As I sat in my Zen-like state with the rush of the engines just outside the window I thought about that first flight at Kitty Hawk 110 years ago that lasted just seconds and a few feet above the ground. Now here we were 93 passengers and crew hurtling at 540 miles per hour, 38,000 feet above terra firma in a metal tube. I don’t know if the Wright Brothers ever imagined that in the space of a lifetime (there is a 110 year old guy living in Wisconsin, saw him on the Smuckers Birthday promo that Willard Scott did just last week) that air travel would ever really get off the ground to the extent that it has.
Air travel that we take for granted is nothing short of miraculous to me. I know the laws of lift and thrust apply but when you really think about it-it’s awesome.

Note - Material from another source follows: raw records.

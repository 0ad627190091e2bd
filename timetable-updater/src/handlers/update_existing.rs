use std::collections::BTreeSet;
use std::sync::Arc;

use tracing::{debug, warn};

use crate::context::UpdateContext;
use crate::domain::{FeedScopedId, PickDrop, RealTimeState, StopPattern, TripPattern};
use crate::error::{UpdateError, UpdateErrorKind, UpdateWarning};
use crate::pattern_cache::PatternRequest;
use crate::resolve::{ResolvedExistingTrip, ResolvedStopTimeUpdate};
use crate::schedule::StaticSchedule;
use crate::snapshot::RealTimeTripUpdate;
use crate::update::{
    StopCancellationTracking, StopReplacementConstraint, StopSequence, StopUpdateStrategy,
    TripUpdateOptions, UnknownStopBehavior,
};

use super::AppliedUpdate;
use super::stop_times::{apply_stop_update, complete_times, has_times};

/// New times for a scheduled trip, always computed from its scheduled
/// times so that replaying an update gives the same result.
pub fn handle_update_existing(
    resolved: ResolvedExistingTrip<'_>,
    ctx: &UpdateContext<'_>,
) -> Result<AppliedUpdate, UpdateError> {
    let update = resolved.update;
    let options = update.options();
    let trip_id = &resolved.trip.id;
    let scheduled = &resolved.scheduled_pattern;
    let num_stops = scheduled.num_stops();

    let mut warnings = Vec::new();
    let matched = match_stop_updates(&resolved.stop_updates, scheduled, options, &mut warnings);

    let mut skipped: BTreeSet<usize> = update
        .stop_pattern_modification()
        .map(|m| m.skipped_stop_indices.iter().copied().filter(|&i| i < num_stops).collect())
        .unwrap_or_default();
    skipped.extend(
        matched
            .iter()
            .enumerate()
            .filter(|(_, u)| u.is_some_and(|u| u.is_skipped()))
            .map(|(i, _)| i),
    );

    if skipped.len() == num_stops {
        debug!(trip = %trip_id, date = %resolved.service_date, "All stops skipped, cancelling trip");
        let cancelled = RealTimeTripUpdate::new(
            Arc::clone(scheduled),
            resolved.scheduled_times.cancelled(),
            resolved.service_date,
        )
        .with_revert_previous()
        .with_producer(update.data_source());
        return Ok(AppliedUpdate::new(cancelled).with_warnings(warnings));
    }

    let stop_pattern = updated_stop_pattern(ctx.schedule, scheduled, &matched, &skipped, options, trip_id)?;
    let pattern_changed = &stop_pattern != scheduled.stop_pattern();

    let mut builder = resolved.scheduled_times.builder_without_times();
    let mut first_updated = None;
    for (i, u) in matched.iter().enumerate() {
        if let Some(u) = u {
            apply_stop_update(&mut builder, i, u);
            if first_updated.is_none() && has_times(u) {
                first_updated = Some(i);
            }
        }
    }
    for &i in &skipped {
        builder.set_cancelled(i);
    }
    complete_times(&mut builder, options, first_updated);

    let state = match options.stop_cancellation_tracking {
        StopCancellationTracking::MarkModifiedOnPatternChange if pattern_changed => RealTimeState::Modified,
        _ => RealTimeState::Updated,
    };
    builder.set_state(state);
    let times = builder
        .build()
        .map_err(|e| UpdateError::from_times(trip_id, e))?;

    let real_time_update = if pattern_changed {
        let lookup = ctx.pattern_cache.get_or_create(
            ctx.schedule,
            PatternRequest {
                route: scheduled.route(),
                mode: scheduled.mode(),
                direction: scheduled.direction(),
                stop_pattern,
                original: Some(scheduled),
            },
        );
        RealTimeTripUpdate::new(lookup.pattern, times, resolved.service_date)
            .with_delete_from(Arc::clone(scheduled))
    } else {
        RealTimeTripUpdate::new(Arc::clone(scheduled), times, resolved.service_date)
    };

    Ok(AppliedUpdate::new(
        real_time_update
            .with_revert_previous()
            .with_producer(update.data_source()),
    )
    .with_warnings(warnings))
}

/// Pair each pattern stop with the update for it, if any.
///
/// Under the full strategy updates are positional. Under the partial
/// strategy an update is placed by its explicit position, by visit number,
/// or by the next occurrence of its stop; updates that cannot be placed
/// are dropped with a warning.
fn match_stop_updates<'a, 'u>(
    stop_updates: &'a [ResolvedStopTimeUpdate<'u>],
    pattern: &TripPattern,
    options: &TripUpdateOptions,
    warnings: &mut Vec<UpdateWarning>,
) -> Vec<Option<&'a ResolvedStopTimeUpdate<'u>>> {
    let num_stops = pattern.num_stops();
    let mut matched = vec![None; num_stops];

    if options.stop_update_strategy == StopUpdateStrategy::Full {
        for (slot, u) in matched.iter_mut().zip(stop_updates) {
            *slot = Some(u);
        }
        return matched;
    }

    let mut cursor = 0;
    for u in stop_updates {
        let index = match u.parsed.sequence {
            Some(StopSequence::Position(position)) => Some(position),
            Some(StopSequence::VisitNumber(visit)) => u.stop_id().and_then(|stop| {
                pattern
                    .stop_pattern()
                    .stops()
                    .enumerate()
                    .filter(|(_, s)| *s == stop)
                    .nth((visit as usize).saturating_sub(1))
                    .map(|(i, _)| i)
            }),
            None => u
                .stop_id()
                .and_then(|stop| (cursor..num_stops).find(|&i| pattern.stop(i) == stop)),
        };
        match index {
            Some(i) if i < num_stops => {
                matched[i] = Some(u);
                cursor = i + 1;
            }
            Some(i) => {
                warn!(index = i, pattern = %pattern.id(), "Stop sequence out of bounds, skipping stop update");
                warnings.push(UpdateWarning::StopSequenceOutOfBounds);
            }
            None => {
                warn!(stop = ?u.parsed.stop.primary_id(), pattern = %pattern.id(), "Stop update matches no stop in pattern, skipping");
            }
        }
    }
    matched
}

/// The scheduled stop pattern with replaced stops swapped in and skipped
/// stops closed for boarding and alighting.
fn updated_stop_pattern(
    schedule: &StaticSchedule,
    scheduled: &TripPattern,
    matched: &[Option<&ResolvedStopTimeUpdate<'_>>],
    skipped: &BTreeSet<usize>,
    options: &TripUpdateOptions,
    trip_id: &FeedScopedId,
) -> Result<StopPattern, UpdateError> {
    let mut entries = scheduled.stop_pattern().entries().to_vec();

    for (i, u) in matched.iter().enumerate() {
        let Some(u) = u else { continue };
        let Some(stop) = u.stop_id() else {
            if options.unknown_stop_behavior == UnknownStopBehavior::Fail {
                return Err(UpdateError::at_stop(Some(trip_id), UpdateErrorKind::UnknownStop, i));
            }
            continue;
        };
        if stop == &entries[i].stop {
            continue;
        }
        let allowed = options.allow_stop_pattern_modification
            && match options.stop_replacement_constraint {
                StopReplacementConstraint::AnyStop => true,
                StopReplacementConstraint::SameParentStation => {
                    schedule.is_same_or_sibling(stop, &entries[i].stop)
                }
                StopReplacementConstraint::NotAllowed => false,
            };
        if !allowed {
            debug!(trip = %trip_id, index = i, expected = %entries[i].stop, got = %stop, "Stop replacement rejected");
            return Err(UpdateError::at_stop(Some(trip_id), UpdateErrorKind::StopMismatch, i));
        }
        entries[i].stop = stop.clone();
    }

    if options.allow_stop_pattern_modification {
        for &i in skipped {
            entries[i].pickup = PickDrop::Cancelled;
            entries[i].dropoff = PickDrop::Cancelled;
        }
    }
    Ok(StopPattern::new(entries))
}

Twenty minutes into the flight I was feeling pretty good about flying to Denver, it’s been a couple years since I was in the mountains and it always restores me. As I sat back, arms folded on my chest, eyes hid behind my aviator sunglasses between the two men of steel who were bent over crunching numbers while texting each other like giddy school girls, the kid behind me starts to sing.
"If you're happy and you know it clap your hands. If you're happy and you know it clap your hands. If you're happy and you know then your life will truly show it, if you're happy and you know it clap your hands..."
At first she was singing to herself quietly but as time when on her little voice got louder and louder until finally her mom told her to put a sock in it. After some protesting from the kid she finally busied herself with other things. As I jumped back and forth over the line of consciousness, I thought about many of the challenges I have been through in the past few years, how much of the time I have been devoid of the feeling of "happy" and how this trip to Denver, spur of the moment, outta the blue made me...happy.
So I clapped my hands and went back to the land of nod for the duration of the flight. Thanks Orville and Wilbur, thanks kid behind me in row 11.
The headlines give me a headache most of the time with A-Rod appealing, the Kardashians revealing, Weiner-Man deceiving and Egypt exploding…again. As a side note when I clicked on the “spell check” it grabbed onto “Kardashian” and gave me the option of “ignore once” or “ignore all”…if it only was that easy.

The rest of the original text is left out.